__The task__
Please give, word for word, the line containing "Some(reason) = plan.reason" and every line that comes after it in the data below.

__Given information__
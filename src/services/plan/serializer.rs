//! Plan notation serializer
//!
//! Renders value trees and typed models back to notation text. Used for
//! round-trip testing, for embedding schema descriptions in prompts, and
//! for showing the backend the exact format it must reply in.

use super::models::{AnalyticalPlan, DashboardSpec, ForecastSpec, PanelSpec};
use super::parser::NotationValue;

/// Render a value tree as notation text.
///
/// Compact mode produces single-line output for prompt embedding; the
/// indented mode is for logs and fixtures.
pub fn render(value: &NotationValue, compact: bool) -> String {
    render_value(value, 0, compact)
}

fn render_value(value: &NotationValue, indent: usize, compact: bool) -> String {
    match value {
        NotationValue::Null => "null".to_string(),
        NotationValue::Bool(b) => if *b { "true" } else { "false" }.to_string(),
        NotationValue::Int(n) => n.to_string(),
        NotationValue::Float(f) => f.to_string(),
        NotationValue::Str(s) => render_string(s),
        NotationValue::Array(items) => render_array(items, indent, compact),
        NotationValue::Object { tag, fields } => {
            let body = render_fields(fields, indent + 2, compact);
            let prefix = tag.as_deref().map(|t| format!("@{t}")).unwrap_or_default();
            if compact {
                format!("{prefix}{{{body}}}")
            } else {
                let pad = " ".repeat(indent);
                format!("{prefix}{{\n{body}\n{pad}}}")
            }
        },
    }
}

fn render_fields(fields: &[(String, NotationValue)], indent: usize, compact: bool) -> String {
    let parts: Vec<String> = fields
        .iter()
        .filter(|(_, v)| !matches!(v, NotationValue::Null))
        .map(|(k, v)| {
            let rendered = render_value(v, indent, compact);
            if compact {
                format!("{k}:{rendered}")
            } else {
                format!("{}{k}:{rendered}", " ".repeat(indent))
            }
        })
        .collect();
    if compact { parts.join(" ") } else { parts.join("\n") }
}

fn render_array(items: &[NotationValue], indent: usize, compact: bool) -> String {
    if items.is_empty() {
        return "[]".to_string();
    }
    let has_complex =
        items.iter().any(|i| matches!(i, NotationValue::Object { .. } | NotationValue::Array(_)));
    if compact || !has_complex {
        let rendered: Vec<String> = items.iter().map(|i| render_value(i, indent, true)).collect();
        format!("[{}]", rendered.join(","))
    } else {
        let inner = indent + 2;
        let rendered: Vec<String> = items
            .iter()
            .map(|i| format!("{}{}", " ".repeat(inner), render_value(i, inner, false)))
            .collect();
        format!("[\n{}\n{}]", rendered.join(",\n"), " ".repeat(indent))
    }
}

/// Quote a string unless it is a simple identifier-like token that will
/// survive the bare-token parse unchanged.
fn render_string(s: &str) -> String {
    let simple = !s.is_empty()
        && s.chars().next().is_some_and(|c| c.is_ascii_alphabetic() || c == '_')
        && s.chars().all(|c| c.is_ascii_alphanumeric() || c == '_')
        && !matches!(s, "true" | "false" | "null" | "none");
    if simple {
        s.to_string()
    } else {
        let escaped = s.replace('\\', "\\\\").replace('"', "\\\"");
        format!("\"{escaped}\"")
    }
}

// ============================================================================
// Typed Model Rendering
// ============================================================================

impl AnalyticalPlan {
    pub fn to_notation(&self) -> NotationValue {
        let mut fields = vec![
            ("q".to_string(), NotationValue::Str(self.question.clone())),
            ("feasible".to_string(), NotationValue::Bool(self.feasible)),
        ];
        if let Some(reason) = &self.reason {
            fields.push(("reason".to_string(), NotationValue::Str(reason.clone())));
        }
        if !self.tables.is_empty() {
            fields.push(("tables".to_string(), str_array(&self.tables)));
        }
        if let Some(sql) = &self.sql {
            fields.push(("sql".to_string(), NotationValue::Str(sql.clone())));
        }
        if !self.panels.is_empty() {
            fields.push((
                "panels".to_string(),
                NotationValue::Array(self.panels.iter().map(PanelSpec::to_notation).collect()),
            ));
        }
        if !self.follow_ups.is_empty() {
            fields.push(("followUps".to_string(), str_array(&self.follow_ups)));
        }
        if let Some(summary) = &self.executive_summary {
            fields.push(("summary".to_string(), NotationValue::Str(summary.clone())));
        }
        NotationValue::Object { tag: Some("plan".to_string()), fields }
    }

    pub fn to_notation_string(&self, compact: bool) -> String {
        render(&self.to_notation(), compact)
    }
}

impl PanelSpec {
    pub fn to_notation(&self) -> NotationValue {
        let mut fields = vec![
            ("type".to_string(), NotationValue::Str(self.panel_type.as_str().to_string())),
            ("title".to_string(), NotationValue::Str(self.title.clone())),
        ];
        if let Some(sql) = &self.sql {
            fields.push(("sql".to_string(), NotationValue::Str(sql.clone())));
        }
        if let Some(x) = &self.x {
            fields.push(("x".to_string(), NotationValue::Str(x.clone())));
        }
        if let Some(y) = &self.y {
            fields.push(("y".to_string(), NotationValue::Str(y.clone())));
        }
        if let Some(description) = &self.description {
            fields.push(("description".to_string(), NotationValue::Str(description.clone())));
        }
        if let Some(value_field) = &self.value_field {
            fields.push(("value".to_string(), NotationValue::Str(value_field.clone())));
        }
        if !self.columns.is_empty() {
            fields.push(("columns".to_string(), str_array(&self.columns)));
        }
        if let Some(forecast) = &self.forecast {
            fields.push(("forecast".to_string(), forecast.to_notation()));
        }
        NotationValue::Object { tag: Some("panel".to_string()), fields }
    }
}

impl ForecastSpec {
    pub fn to_notation(&self) -> NotationValue {
        let mut fields = vec![
            ("strategy".to_string(), NotationValue::Str(self.strategy.as_str().to_string())),
            ("horizon".to_string(), NotationValue::Int(self.horizon as i64)),
        ];
        if let Some(window) = self.window {
            fields.push(("window".to_string(), NotationValue::Int(window as i64)));
        }
        if let Some(alpha) = self.alpha {
            fields.push(("alpha".to_string(), NotationValue::Float(alpha)));
        }
        if let Some(season) = self.season_length {
            fields.push(("seasonLength".to_string(), NotationValue::Int(season as i64)));
        }
        fields.push((
            "confidence".to_string(),
            NotationValue::Str(self.confidence.as_str().to_string()),
        ));
        if let Some(pct) = self.interval_pct {
            fields.push(("intervalPct".to_string(), NotationValue::Float(pct)));
        }
        NotationValue::Object { tag: Some("forecast".to_string()), fields }
    }
}

impl DashboardSpec {
    pub fn to_notation(&self) -> NotationValue {
        NotationValue::Object {
            tag: Some("dashboard".to_string()),
            fields: vec![
                ("title".to_string(), NotationValue::Str(self.title.clone())),
                (
                    "panels".to_string(),
                    NotationValue::Array(self.panels.iter().map(PanelSpec::to_notation).collect()),
                ),
            ],
        }
    }
}

fn str_array(items: &[String]) -> NotationValue {
    NotationValue::Array(items.iter().map(|s| NotationValue::Str(s.clone())).collect())
}
//! Notation error types
//!
//! Every variant here is a format-class failure: the producing model got
//! the notation wrong, as opposed to producing a well-formed plan with
//! wrong content. Callers key their retry policy off this distinction.

use thiserror::Error;

/// Errors raised while parsing or decoding plan notation
#[derive(Debug, Error)]
pub enum NotationError {
    #[error("unrecognized type tag: @{0}")]
    UnknownType(String),

    #[error("expected @{expected} object, found @{found}")]
    UnexpectedType { expected: &'static str, found: String },

    #[error("no notation object found in response text")]
    MissingObject,

    #[error("unmatched brace at offset {0}")]
    UnmatchedBrace(usize),

    #[error("unmatched bracket at offset {0}")]
    UnmatchedBracket(usize),

    #[error("unterminated string at offset {0}")]
    UnterminatedString(usize),

    #[error("expected {expected} at offset {offset}")]
    Expected { expected: &'static str, offset: usize },

    #[error("field '{field}': {message}")]
    Field { field: String, message: String },
}

impl NotationError {
    pub(crate) fn field(field: impl Into<String>, message: impl Into<String>) -> Self {
        Self::Field { field: field.into(), message: message.into() }
    }
}

/// Result type alias for notation operations
pub type NotationResult<T> = Result<T, NotationError>;
//! Question compiler
//!
//! The bounded retry state machine that turns a free-text question into
//! an [`AnalyticalPlan`]. Each attempt sends one prompt to the backend,
//! parses the reply, and either returns, or retries with a corrective
//! hint keyed to why the attempt failed. Compilation never throws past
//! the caller: exhaustion synthesizes a refusal plan.

use std::collections::BTreeMap;
use std::sync::Arc;

use once_cell::sync::Lazy;
use regex::Regex;

use crate::services::llm::TextGenerator;
use crate::services::plan::{AnalyticalPlan, DashboardSpec, parse_dashboard, parse_plan};
use crate::services::schema::{DatasetProfile, schema_context};

use super::prompts::{self, RetryReason};
use super::validator::validate_plan;
use super::{CompileError, FailureExplanation};

/// Backend calls per compile request, counting the first attempt
pub const MAX_COMPILE_ATTEMPTS: u32 = 3;

const COMPILE_TEMPERATURE: f64 = 0.1;
const COMPILE_MAX_TOKENS: u32 = 2048;
const OVERVIEW_MAX_TOKENS: u32 = 4096;

static FORECAST_INTENT_REGEX: Lazy<Regex> = Lazy::new(|| {
    Regex::new(
        r"(?i)\b(forecast|predict|projection|project(ed|ion)?|extrapolate|trend|next (month|quarter|year|week)|future)\b",
    )
    .unwrap()
});

static FORECAST_REFUSAL_REGEX: Lazy<Regex> = Lazy::new(|| {
    Regex::new(r"(?i)(forecast|predict|future)").unwrap()
});

static UNSUPPORTED_REGEX: Lazy<Regex> = Lazy::new(|| {
    Regex::new(r"(?i)(not supported|unsupported|cannot|can't|unable|do(es)? not support|only historical)")
        .unwrap()
});

/// Does the question imply a future projection?
pub fn wants_forecast(question: &str) -> bool {
    FORECAST_INTENT_REGEX.is_match(question)
}

/// Does a refusal's reason resemble "forecasting is not supported"?
fn refuses_forecast(plan: &AnalyticalPlan) -> bool {
    let reason = plan.reason.as_deref().unwrap_or("");
    FORECAST_REFUSAL_REGEX.is_match(reason) && UNSUPPORTED_REGEX.is_match(reason)
}

fn generic_follow_ups() -> Vec<String> {
    vec![
        "What does the overall data look like?".to_string(),
        "How many rows does each table have?".to_string(),
        "Show the trend of the main metric over time".to_string(),
    ]
}

pub struct QuestionCompiler {
    backend: Arc<dyn TextGenerator>,
    profiles: BTreeMap<String, DatasetProfile>,
    schema_context: String,
    max_attempts: u32,
}

impl QuestionCompiler {
    pub fn new(backend: Arc<dyn TextGenerator>, profiles: BTreeMap<String, DatasetProfile>) -> Self {
        let schema_context = schema_context(&profiles);
        Self { backend, profiles, schema_context, max_attempts: MAX_COMPILE_ATTEMPTS }
    }

    pub fn with_max_attempts(mut self, max_attempts: u32) -> Self {
        self.max_attempts = max_attempts.max(1);
        self
    }

    /// Compile a question into a plan. Always returns a well-formed plan
    /// value; compilation failure is a synthesized refusal, never an
    /// error.
    pub async fn compile(&self, question: &str) -> AnalyticalPlan {
        let mut hint: Option<RetryReason> = None;
        let mut last_error = String::from("no attempts were made");

        for attempt in 1..=self.max_attempts {
            let prompt = prompts::plan_prompt(&self.schema_context, question, hint.as_ref());

            let text = match self
                .backend
                .generate_text(&prompt, COMPILE_TEMPERATURE, COMPILE_MAX_TOKENS)
                .await
            {
                Ok(text) => text,
                Err(e) => {
                    // Transport failures gain nothing from a new hint;
                    // retry the same prompt while budget lasts.
                    tracing::warn!("compile attempt {} backend error: {}", attempt, e);
                    last_error = e.to_string();
                    continue;
                },
            };

            let plan = match parse_plan(&text) {
                Ok(plan) => plan,
                Err(e) => {
                    tracing::info!("compile attempt {} returned malformed notation: {}", attempt, e);
                    last_error = e.to_string();
                    hint = Some(RetryReason::Format(e.to_string()));
                    continue;
                },
            };

            // Semantic mismatch: the model declined a forecast-capable
            // question claiming forecasts are unsupported.
            if !plan.feasible && wants_forecast(question) && refuses_forecast(&plan) {
                tracing::info!("compile attempt {} refused a forecast question, overriding", attempt);
                last_error = plan
                    .reason
                    .clone()
                    .unwrap_or_else(|| "model refused a forecast-capable question".to_string());
                hint = Some(RetryReason::ForecastRefusal);
                continue;
            }

            if let Err(e) = validate_plan(&plan, &self.profiles) {
                tracing::info!("compile attempt {} failed validation: {}", attempt, e);
                last_error = e.to_string();
                hint = Some(RetryReason::Validation(e.to_string()));
                continue;
            }

            tracing::debug!(
                "compiled plan on attempt {}: feasible={} panels={}",
                attempt,
                plan.feasible,
                plan.panels.len()
            );
            return plan;
        }

        tracing::warn!("compilation exhausted after {} attempts: {}", self.max_attempts, last_error);
        AnalyticalPlan::refusal(question, &last_error, generic_follow_ups())
    }

    /// Generate an overview dashboard for all available data
    pub async fn generate_overview(&self) -> Result<DashboardSpec, CompileError> {
        let prompt = prompts::overview_prompt(&self.schema_context);
        let text = self.backend.generate_text(&prompt, 0.2, OVERVIEW_MAX_TOKENS).await?;
        Ok(parse_dashboard(&text)?)
    }

    /// Executive summary of a successful result. Best-effort: summary
    /// failures never fail the request.
    pub async fn summarize_result(
        &self,
        question: &str,
        result: &crate::services::executor::QueryResult,
    ) -> Option<String> {
        let prompt = prompts::summary_prompt(question, result);
        match self.backend.generate_text(&prompt, 0.3, 512).await {
            Ok(text) => {
                let summary = text.trim().to_string();
                (!summary.is_empty()).then_some(summary)
            },
            Err(e) => {
                tracing::debug!("summary generation failed: {}", e);
                None
            },
        }
    }

    /// Plain-language explanation for a failed execution, with
    /// alternative questions. Falls back to the raw error when the
    /// backend cannot help.
    pub async fn explain_failure(&self, question: &str, error_text: &str) -> FailureExplanation {
        let prompt = prompts::failure_prompt(question, error_text);
        if let Ok(text) = self.backend.generate_text(&prompt, 0.3, 512).await
            && let Ok(plan) = parse_plan(&text)
            && let Some(reason) = plan.reason
        {
            return FailureExplanation {
                message: reason,
                suggestions: if plan.follow_ups.is_empty() {
                    generic_follow_ups()
                } else {
                    plan.follow_ups
                },
            };
        }
        FailureExplanation {
            message: format!("The query failed to execute: {error_text}"),
            suggestions: generic_follow_ups(),
        }
    }
}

__Result__
            && let Some(reason) = plan.reason
        {
            return FailureExplanation {
                message: reason,
                suggestions: if plan.follow_ups.is_empty() {
                    generic_follow_ups()
                } else {
                    plan.follow_ups
                },
            };
        }
        FailureExplanation {
            message: format!("The query failed to execute: {error_text}"),
            suggestions: generic_follow_ups(),
        }
    }
}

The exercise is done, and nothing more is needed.